The above chunks set up all samples for all markers and only need to be done
once per analysis. The following steps will need to be repeated as many times as
the number of microsatellite markers you have.

Using the `score_markers_rev3` function (adapted from `Fragman`), you can
score genotyped peaks based on size (weight) and intensity (height). This
function bins peaks by comparing observed fragment sizes to expected
microsatellite fragment sizes.

**Key Parameters to Customize**

* `my.inds`: The object containing your .fsa data.

* `channel`: The fluorescence channel to analyze (e.g., 1 = blue, 2 = green, etc.).

* `panel`: Expected fragment sizes for your sample.

* `Ladder`: The ladder associated with your dataset.

* `init.thresh`: RFU value threshold to consider a peak valid.

* `ploidy`: The number of possible alleles per marker (e.g., for diploids, ploidy = 2).

Other options like `window` (distance from the expected size to count as a
peak) and `shift` (handling stutter peaks) can be adjusted as needed.
Refer to the `Fragman` documentation for detailed explanations.
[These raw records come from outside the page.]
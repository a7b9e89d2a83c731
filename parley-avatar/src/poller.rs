//! Status Poller for render jobs
//!
//! Polls at a fixed interval until the job reaches a terminal status, the
//! attempt budget runs out, or the cancellation token fires. The token is
//! checked before every request and raced against every wait.

use crate::client::AvatarServiceClient;
use crate::error::{AvatarError, Result};
use crate::wire::RenderStatus;
use parley_core::config::PollConfig;
use std::sync::Arc;
use std::time::Duration;
use tokio::task::JoinHandle;
use tokio_util::sync::CancellationToken;
use tracing::{debug, info, warn};

#[derive(Debug, Clone, Copy, PartialEq, Eq)]
pub enum PollBudget {
    Bounded(u32),
    Unbounded,
}

impl From<&PollConfig> for PollBudget {
    fn from(config: &PollConfig) -> Self {
        if config.unbounded {
            PollBudget::Unbounded
        } else {
            PollBudget::Bounded(config.max_attempts)
        }
    }
}

#[derive(Clone)]
pub struct StatusPoller {
    client: Arc<dyn AvatarServiceClient>,
    interval: Duration,
    budget: PollBudget,
}

impl StatusPoller {
    pub fn new(client: Arc<dyn AvatarServiceClient>, interval: Duration, budget: PollBudget) -> Self {
        Self {
            client,
            interval,
            budget,
        }
    }

    pub fn from_config(client: Arc<dyn AvatarServiceClient>, config: &PollConfig) -> Self {
        Self::new(client, config.interval(), PollBudget::from(config))
    }

    pub fn budget(&self) -> PollBudget {
        self.budget
    }

    /// Poll `job_id` until it completes, returning the result URL
    pub async fn poll(&self, job_id: &str, cancel: &CancellationToken) -> Result<String> {
        let mut attempts: u32 = 0;

        loop {
            if cancel.is_cancelled() {
                info!(job_id, attempts, "poll cancelled");
                return Err(AvatarError::Cancelled);
            }

            attempts += 1;
            let observed = tokio::select! {
                biased;
                _ = cancel.cancelled() => {
                    info!(job_id, attempts, "poll cancelled");
                    return Err(AvatarError::Cancelled);
                }
                observed = self.client.poll_render_job(job_id) => observed,
            };

            match observed {
                Ok(job) => match job.status {
                    RenderStatus::Completed => {
                        return match job.result_url {
                            Some(url) => {
                                info!(job_id, attempts, "render completed");
                                Ok(url)
                            }
                            None => Err(AvatarError::GenerationFailed(
                                "completed without result url".to_string(),
                            )),
                        };
                    }
                    RenderStatus::Failed => {
                        let message = job
                            .message
                            .unwrap_or_else(|| "render failed".to_string());
                        warn!(job_id, attempts, message = %message, "render failed");
                        return Err(AvatarError::GenerationFailed(message));
                    }
                    status => debug!(job_id, attempts, ?status, "render pending"),
                },
                Err(e) if e.is_retryable() => {
                    warn!(job_id, attempts, error = %e, "poll attempt failed, will retry");
                }
                Err(e) => return Err(e),
            }

            if let PollBudget::Bounded(max) = self.budget {
                if attempts >= max {
                    warn!(job_id, attempts, "poll budget exhausted");
                    return Err(AvatarError::Timeout(format!(
                        "render job {} not finished after {} attempts",
                        job_id, attempts
                    )));
                }
            }

            tokio::select! {
                biased;
                _ = cancel.cancelled() => {
                    info!(job_id, attempts, "poll cancelled");
                    return Err(AvatarError::Cancelled);
                }
                _ = tokio::time::sleep(self.interval) => {}
            }
        }
    }

    /// Run a poll on its own task
    pub fn spawn(&self, job_id: String, cancel: CancellationToken) -> PollHandle {
        let poller = self.clone();
        let token = cancel.clone();
        let join = tokio::spawn(async move { poller.poll(&job_id, &token).await });
        PollHandle { cancel, join }
    }
}

/// A poll running in the background
pub struct PollHandle {
    cancel: CancellationToken,
    join: JoinHandle<Result<String>>,
}

impl PollHandle {
    pub fn cancel(&self) {
        self.cancel.cancel();
    }

    pub fn is_finished(&self) -> bool {
        self.join.is_finished()
    }

    pub async fn join(self) -> Result<String> {
        match self.join.await {
            Ok(result) => result,
            Err(e) if e.is_cancelled() => Err(AvatarError::Cancelled),
            Err(e) => std::panic::resume_unwind(e.into_panic()),
        }
    }
}

#[cfg(test)]
mod tests {
    use super::*;
    use crate::client::MockAvatarServiceClient;
    use crate::wire::RenderJob;

    fn job(status: RenderStatus, url: Option<&str>, message: Option<&str>) -> RenderJob {
        RenderJob {
            job_id: "job-1".to_string(),
            status,
            result_url: url.map(str::to_string),
            message: message.map(str::to_string),
        }
    }

    #[tokio::test(start_paused = true)]
    async fn test_bounded_poll_times_out() {
        let mut mock = MockAvatarServiceClient::new();
        mock.expect_poll_render_job()
            .times(3)
            .returning(|_| Ok(job(RenderStatus::Processing, None, None)));

        let poller = StatusPoller::new(Arc::new(mock), Duration::from_secs(2), PollBudget::Bounded(3));
        let result = poller.poll("job-1", &CancellationToken::new()).await;
        assert!(matches!(result, Err(AvatarError::Timeout(_))));
    }

    #[tokio::test(start_paused = true)]
    async fn test_unavailable_consumes_attempt() {
        let mut mock = MockAvatarServiceClient::new();
        let mut calls = 0;
        mock.expect_poll_render_job().times(2).returning(move |_| {
            calls += 1;
            if calls == 1 {
                Err(AvatarError::ProviderUnavailable("reset".into()))
            } else {
                Ok(job(RenderStatus::Completed, Some("https://cdn/clip.mp4"), None))
            }
        });

        let poller = StatusPoller::new(Arc::new(mock), Duration::from_secs(2), PollBudget::Bounded(2));
        let url = poller.poll("job-1", &CancellationToken::new()).await.unwrap();
        assert_eq!(url, "https://cdn/clip.mp4");
    }

    #[tokio::test]
    async fn test_rejection_propagates() {
        let mut mock = MockAvatarServiceClient::new();
        mock.expect_poll_render_job()
            .times(1)
            .returning(|_| Err(AvatarError::ProviderRejected("unknown job".into())));

        let poller = StatusPoller::new(Arc::new(mock), Duration::from_millis(1), PollBudget::Unbounded);
        assert!(matches!(
            poller.poll("job-1", &CancellationToken::new()).await,
            Err(AvatarError::ProviderRejected(_))
        ));
    }

    #[tokio::test]
    async fn test_completed_without_url() {
        let mut mock = MockAvatarServiceClient::new();
        mock.expect_poll_render_job()
            .returning(|_| Ok(job(RenderStatus::Completed, None, None)));

        let poller = StatusPoller::new(Arc::new(mock), Duration::from_millis(1), PollBudget::Bounded(5));
        match poller.poll("job-1", &CancellationToken::new()).await {
            Err(AvatarError::GenerationFailed(m)) => assert_eq!(m, "completed without result url"),
            other => panic!("unexpected: {:?}", other),
        }
    }

    #[tokio::test]
    async fn test_cancelled_before_first_request() {
        let mock = MockAvatarServiceClient::new();
        let poller = StatusPoller::new(Arc::new(mock), Duration::from_millis(1), PollBudget::Unbounded);
        let token = CancellationToken::new();
        token.cancel();
        assert!(matches!(
            poller.poll("job-1", &token).await,
            Err(AvatarError::Cancelled)
        ));
    }

    #[test]
    fn test_budget_from_config() {
        let mut config = PollConfig::default();
        assert_eq!(PollBudget::from(&config), PollBudget::Bounded(12));
        config.unbounded = true;
        assert_eq!(PollBudget::from(&config), PollBudget::Unbounded);
    }
}
// Identity provider seam.
//
// Authentication is delegated to an external provider; this module only
// describes what the client consumes from it and keeps track of the
// signed-in user.

use crate::error::{Error, Result};
use crate::routes::{self, Route};
use async_trait::async_trait;
use parking_lot::{Mutex, RwLock};
use serde::{Deserialize, Serialize};
use std::collections::HashMap;
use std::sync::Arc;
use tokio::sync::broadcast;
use tracing::{debug, info, warn};

#[derive(Debug, Clone, Copy, PartialEq, Eq, Serialize, Deserialize)]
pub enum SignInMethod {
    Password,
    Federated,
    EmailLink,
}

#[derive(Debug, Clone, PartialEq, Eq, Serialize, Deserialize)]
pub struct User {
    pub uid: String,
    pub email: String,
    pub display_name: Option<String>,
    pub method: SignInMethod,
}

#[derive(Debug, Clone, PartialEq, Eq)]
pub enum AuthEvent {
    SignedIn(User),
    SignedOut,
}

/// External identity provider
#[async_trait]
pub trait IdentityProvider: Send + Sync {
    async fn sign_in(&self, email: &str, password: &str) -> Result<User>;

    /// Sign in through a federated account (e.g. an OAuth popup)
    async fn sign_in_with_provider(&self) -> Result<User>;

    async fn send_passwordless_link(&self, email: &str) -> Result<()>;

    async fn complete_passwordless_sign_in(&self, link: &str) -> Result<User>;

    async fn sign_out(&self) -> Result<()>;

    /// Subscribe to sign-in / sign-out events
    fn on_auth_change(&self) -> broadcast::Receiver<AuthEvent>;

    fn current_user(&self) -> Option<User>;
}

/// In-process identity provider.
///
/// Holds a fixed account table and hands out sign-in links through an
/// outbox instead of sending mail. Used by the terminal client and tests.
pub struct MemoryIdentityProvider {
    accounts: RwLock<HashMap<String, String>>,
    accept_any: bool,
    federated: Option<User>,
    link_base: String,
    pending_links: Mutex<HashMap<String, String>>,
    outbox: Mutex<Vec<(String, String)>>,
    current: RwLock<Option<User>>,
    events: broadcast::Sender<AuthEvent>,
}

impl MemoryIdentityProvider {
    pub fn new() -> Self {
        let (events, _) = broadcast::channel(32);
        Self {
            accounts: RwLock::new(HashMap::new()),
            accept_any: false,
            federated: None,
            link_base: "http://localhost/login".to_string(),
            pending_links: Mutex::new(HashMap::new()),
            outbox: Mutex::new(Vec::new()),
            current: RwLock::new(None),
            events,
        }
    }

    /// Accept any well-formed email with a non-empty password
    pub fn accepting_any() -> Self {
        Self {
            accept_any: true,
            ..Self::new()
        }
    }

    pub fn with_account(self, email: &str, password: &str) -> Self {
        self.accounts
            .write()
            .insert(email.to_lowercase(), password.to_string());
        self
    }

    pub fn with_federated_user(mut self, user: User) -> Self {
        self.federated = Some(user);
        self
    }

    /// Links sent to `email`, oldest first
    pub fn sent_links(&self, email: &str) -> Vec<String> {
        let email = email.to_lowercase();
        self.outbox
            .lock()
            .iter()
            .filter(|(to, _)| *to == email)
            .map(|(_, link)| link.clone())
            .collect()
    }

    fn establish(&self, user: User) -> User {
        *self.current.write() = Some(user.clone());
        // no subscribers is fine
        let _ = self.events.send(AuthEvent::SignedIn(user.clone()));
        info!(uid = %user.uid, method = ?user.method, "signed in");
        user
    }

    fn user_for(email: &str, method: SignInMethod) -> User {
        User {
            uid: uuid::Uuid::new_v4().to_string(),
            email: email.to_string(),
            display_name: None,
            method,
        }
    }
}

impl Default for MemoryIdentityProvider {
    fn default() -> Self {
        Self::new()
    }
}

fn check_email(email: &str) -> Result<String> {
    let email = email.trim().to_lowercase();
    let well_formed = matches!(
        email.split_once('@'),
        Some((local, domain)) if !local.is_empty() && domain.contains('.')
    );
    if well_formed {
        Ok(email)
    } else {
        Err(Error::Auth(format!("invalid email address: {}", email)))
    }
}

#[async_trait]
impl IdentityProvider for MemoryIdentityProvider {
    async fn sign_in(&self, email: &str, password: &str) -> Result<User> {
        let email = check_email(email)?;
        if password.is_empty() {
            return Err(Error::Auth("password required".to_string()));
        }

        let known = self.accounts.read().get(&email).cloned();
        let accepted = match known {
            Some(expected) => expected == password,
            None => self.accept_any,
        };
        if !accepted {
            warn!(email = %email, "rejected sign-in");
            return Err(Error::Auth("invalid email or password".to_string()));
        }

        Ok(self.establish(Self::user_for(&email, SignInMethod::Password)))
    }

    async fn sign_in_with_provider(&self) -> Result<User> {
        match &self.federated {
            Some(user) => Ok(self.establish(User {
                method: SignInMethod::Federated,
                ..user.clone()
            })),
            None => Err(Error::Auth("no federated provider configured".to_string())),
        }
    }

    async fn send_passwordless_link(&self, email: &str) -> Result<()> {
        let email = check_email(email)?;
        let code = uuid::Uuid::new_v4().simple().to_string();
        let link = format!("{}?mode=signIn&oobCode={}", self.link_base, code);

        self.pending_links.lock().insert(code, email.clone());
        self.outbox.lock().push((email.clone(), link));
        debug!(email = %email, "sign-in link issued");
        Ok(())
    }

    async fn complete_passwordless_sign_in(&self, link: &str) -> Result<User> {
        let invalid = || Error::Auth("Invalid verification link".to_string());

        let parsed = url::Url::parse(link).map_err(|_| invalid())?;
        let mut mode = None;
        let mut code = None;
        for (key, value) in parsed.query_pairs() {
            match key.as_ref() {
                "mode" => mode = Some(value.into_owned()),
                "oobCode" => code = Some(value.into_owned()),
                _ => {}
            }
        }
        if mode.as_deref() != Some("signIn") {
            return Err(invalid());
        }
        let code = code.ok_or_else(invalid)?;

        // links are single use
        let email = self
            .pending_links
            .lock()
            .remove(&code)
            .ok_or_else(|| Error::Auth("Please provide your email for verification".to_string()))?;

        Ok(self.establish(Self::user_for(&email, SignInMethod::EmailLink)))
    }

    async fn sign_out(&self) -> Result<()> {
        if self.current.write().take().is_some() {
            let _ = self.events.send(AuthEvent::SignedOut);
            info!("signed out");
        }
        Ok(())
    }

    fn on_auth_change(&self) -> broadcast::Receiver<AuthEvent> {
        self.events.subscribe()
    }

    fn current_user(&self) -> Option<User> {
        self.current.read().clone()
    }
}

/// Tracks the signed-in user by following a provider's auth-change events.
pub struct AuthSession {
    provider: Arc<dyn IdentityProvider>,
    events: Mutex<broadcast::Receiver<AuthEvent>>,
    user: RwLock<Option<User>>,
}

impl AuthSession {
    pub fn follow(provider: Arc<dyn IdentityProvider>) -> Self {
        let events = provider.on_auth_change();
        let user = provider.current_user();
        Self {
            provider,
            events: Mutex::new(events),
            user: RwLock::new(user),
        }
    }

    pub fn provider(&self) -> &Arc<dyn IdentityProvider> {
        &self.provider
    }

    fn drain_events(&self) {
        let mut events = self.events.lock();
        loop {
            match events.try_recv() {
                Ok(AuthEvent::SignedIn(user)) => *self.user.write() = Some(user),
                Ok(AuthEvent::SignedOut) => *self.user.write() = None,
                Err(broadcast::error::TryRecvError::Lagged(skipped)) => {
                    debug!(skipped, "auth events lagged, resyncing");
                    *self.user.write() = self.provider.current_user();
                }
                Err(_) => break,
            }
        }
    }

    pub fn current_user(&self) -> Option<User> {
        self.drain_events();
        self.user.read().clone()
    }

    pub fn is_authenticated(&self) -> bool {
        self.current_user().is_some()
    }

    /// Apply the navigation guard for the current user
    pub fn resolve(&self, requested: Route) -> Route {
        routes::resolve(requested, self.is_authenticated())
    }
}
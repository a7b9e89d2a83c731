// Client-side screens and the navigation guard in front of them

use serde::{Deserialize, Serialize};
use std::fmt;

#[derive(Debug, Clone, Copy, PartialEq, Eq, Hash, Serialize, Deserialize)]
pub enum Route {
    Login,
    Upload,
    Interview,
}

impl Route {
    pub fn path(&self) -> &'static str {
        match self {
            Route::Login => "/login",
            Route::Upload => "/upload",
            Route::Interview => "/interview",
        }
    }

    /// Map a request path onto a screen. The root path lands on the login
    /// screen; unknown paths yield `None`.
    pub fn from_path(path: &str) -> Option<Route> {
        let path = path.split(['?', '#']).next().unwrap_or_default();
        let trimmed = path.trim_end_matches('/');
        match trimmed {
            "" | "/login" => Some(Route::Login),
            "/upload" => Some(Route::Upload),
            "/interview" => Some(Route::Interview),
            _ => None,
        }
    }

    pub fn requires_auth(&self) -> bool {
        !matches!(self, Route::Login)
    }
}

impl fmt::Display for Route {
    fn fmt(&self, f: &mut fmt::Formatter<'_>) -> fmt::Result {
        f.write_str(self.path())
    }
}

/// Where a visitor actually ends up when asking for `requested`.
///
/// Signed-out visitors are sent to the login screen; signed-in visitors
/// skip the login screen and go straight to the upload form.
pub fn resolve(requested: Route, authenticated: bool) -> Route {
    match (requested, authenticated) {
        (route, false) if route.requires_auth() => Route::Login,
        (Route::Login, true) => Route::Upload,
        (route, _) => route,
    }
}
**Additional Updates of `score_markers_rev390`**

* Allows separate left/right **"window"** search specifications.

* Disables progress bars and unused options like electrogram plotting.

* Saves plots to a specified folder when `plotting = TRUE` and `plotdir` is
provided. `plotdir` should be formatted with the `/` after the directory name
(eg. "plot_scoring/" for iOS).

```{r,message=FALSE}
scores_SMMS2 <- score_markers_rev3(my.inds = fsa_data,
                                   channel = 1,
                                   channel.ladder = 5,
                                   panel = "mic_SMMS2",
                                   ladder = GS600LIZ,
                                   init.thresh = 100,
                                   ploidy = length(mic_SMMS2),
                                   shift = 1,
                                   windowL = 1,
                                   windowR= 1,
                                   left.cond = c(0, 2.5),
                                   right.cond = 0,
                                   pref = 1,
                                   plotting = FALSE
                                   )

scores_Shae10 <- score_markers_rev3(my.inds = fsa_data,
                                   channel = 1,
                                   channel.ladder = 5,
                                   panel = "Shae10",
                                   ladder = GS600LIZ,
                                   init.thresh = 100,
                                   ploidy = length(Shae10),
                                   shift = 1,
                                   windowL = 1,
                                   windowR= 1,
                                   left.cond = c(0, 2.5),
                                   right.cond = 0,
                                   pref = 1,
                                   plotting = FALSE
                                   )
```

**Note:** The author recommends setting `plotting` to `TRUE` and then visually
inspecting the PDFs to confirm that each peak is being called as expected. If
they are not, adjust the parameters until satisfied.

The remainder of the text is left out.